How to Create AI Voiceovers From a Script in One Flow
Paste a rough script, get back a studio-quality voiceover in under 30 seconds. This flow uses Gemini for script cleanup and ElevenLabs for synthesis.
Paste a rough script. Get back a clean, natural-sounding voiceover in under 30 seconds. I built this flow on PlugNode's canvas in about five minutes, and it costs less than $0.01 per run.
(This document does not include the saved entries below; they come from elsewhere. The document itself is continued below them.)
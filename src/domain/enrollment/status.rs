//! Status updates streamed to the UI and terminal outcomes.

use serde::{Deserialize, Serialize};

use crate::domain::foundation::{EnrollmentId, ErrorCode};

use super::{ClientSecret, PaymentRef};

/// Why an enrollment attempt did not succeed.
#[derive(Debug, Clone, PartialEq, Eq, Serialize, Deserialize)]
pub struct FailureReason {
    pub code: ErrorCode,
    pub message: String,
    /// True when repeating the same action may succeed.
    pub retryable: bool,
}

/// Progress of one enrollment session, in the order the UI sees it.
///
/// `Enrolled`, `PaidButCapacityExceeded`, `Failed` and `Canceled` are
/// terminal; the stream ends after one of them.
#[derive(Debug, Clone, PartialEq, Eq, Serialize, Deserialize)]
#[serde(tag = "status", rename_all = "snake_case")]
pub enum EnrollmentStatus {
    /// The client must collect payment details and submit them.
    AwaitingPaymentDetails { client_secret: ClientSecret },
    Processing,
    /// The gateway declined; the client may submit new details for the same intent.
    PaymentDeclined(FailureReason),
    Enrolled { enrollment_id: EnrollmentId },
    /// The charge went through but the event filled up first.
    PaidButCapacityExceeded { payment_ref: PaymentRef },
    Failed(FailureReason),
    Canceled,
}

impl EnrollmentStatus {
    pub fn is_terminal(&self) -> bool {
        matches!(
            self,
            EnrollmentStatus::Enrolled { .. }
                | EnrollmentStatus::PaidButCapacityExceeded { .. }
                | EnrollmentStatus::Failed(_)
                | EnrollmentStatus::Canceled
        )
    }

    /// SSE event name for this status.
    pub fn name(&self) -> &'static str {
        match self {
            EnrollmentStatus::AwaitingPaymentDetails { .. } => "awaiting_payment_details",
            EnrollmentStatus::Processing => "processing",
            EnrollmentStatus::PaymentDeclined(_) => "payment_declined",
            EnrollmentStatus::Enrolled { .. } => "enrolled",
            EnrollmentStatus::PaidButCapacityExceeded { .. } => "paid_but_capacity_exceeded",
            EnrollmentStatus::Failed(_) => "failed",
            EnrollmentStatus::Canceled => "canceled",
        }
    }
}

impl From<EnrollmentOutcome> for EnrollmentStatus {
    fn from(outcome: EnrollmentOutcome) -> Self {
        match outcome {
            EnrollmentOutcome::Enrolled { enrollment_id, .. } => {
                EnrollmentStatus::Enrolled { enrollment_id }
            }
            EnrollmentOutcome::PaidButCapacityExceeded { payment_ref } => {
                EnrollmentStatus::PaidButCapacityExceeded { payment_ref }
            }
            EnrollmentOutcome::Failed(reason) => EnrollmentStatus::Failed(reason),
            EnrollmentOutcome::Canceled => EnrollmentStatus::Canceled,
        }
    }
}

/// Terminal result of an enrollment session.
#[derive(Debug, Clone, PartialEq, Eq, Serialize, Deserialize)]
#[serde(tag = "outcome", rename_all = "snake_case")]
pub enum EnrollmentOutcome {
    Enrolled {
        enrollment_id: EnrollmentId,
        /// The payer was enrolled by an earlier attempt.
        already_enrolled: bool,
    },
    PaidButCapacityExceeded { payment_ref: PaymentRef },
    Failed(FailureReason),
    Canceled,
}

impl EnrollmentOutcome {
    pub fn enrollment_id(&self) -> Option<EnrollmentId> {
        match self {
            EnrollmentOutcome::Enrolled { enrollment_id, .. } => Some(*enrollment_id),
            _ => None,
        }
    }

    pub fn is_enrolled(&self) -> bool {
        matches!(self, EnrollmentOutcome::Enrolled { .. })
    }
}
This tutorial covers every node, every wire, and every config field. You'll walk out with a working flow you can trigger manually or publish as an API endpoint for your app, store, or podcast pipeline.
What you'll build
A 5-node flow that chains two AI models:
- Gemini rewrites your rough script for natural speech (expanding abbreviations, removing URLs, adding pause cues)
- ElevenLabs generates a studio-quality voiceover from the cleaned script
The output: a downloadable MP3 file ready for your video editor, podcast host, or ad platform.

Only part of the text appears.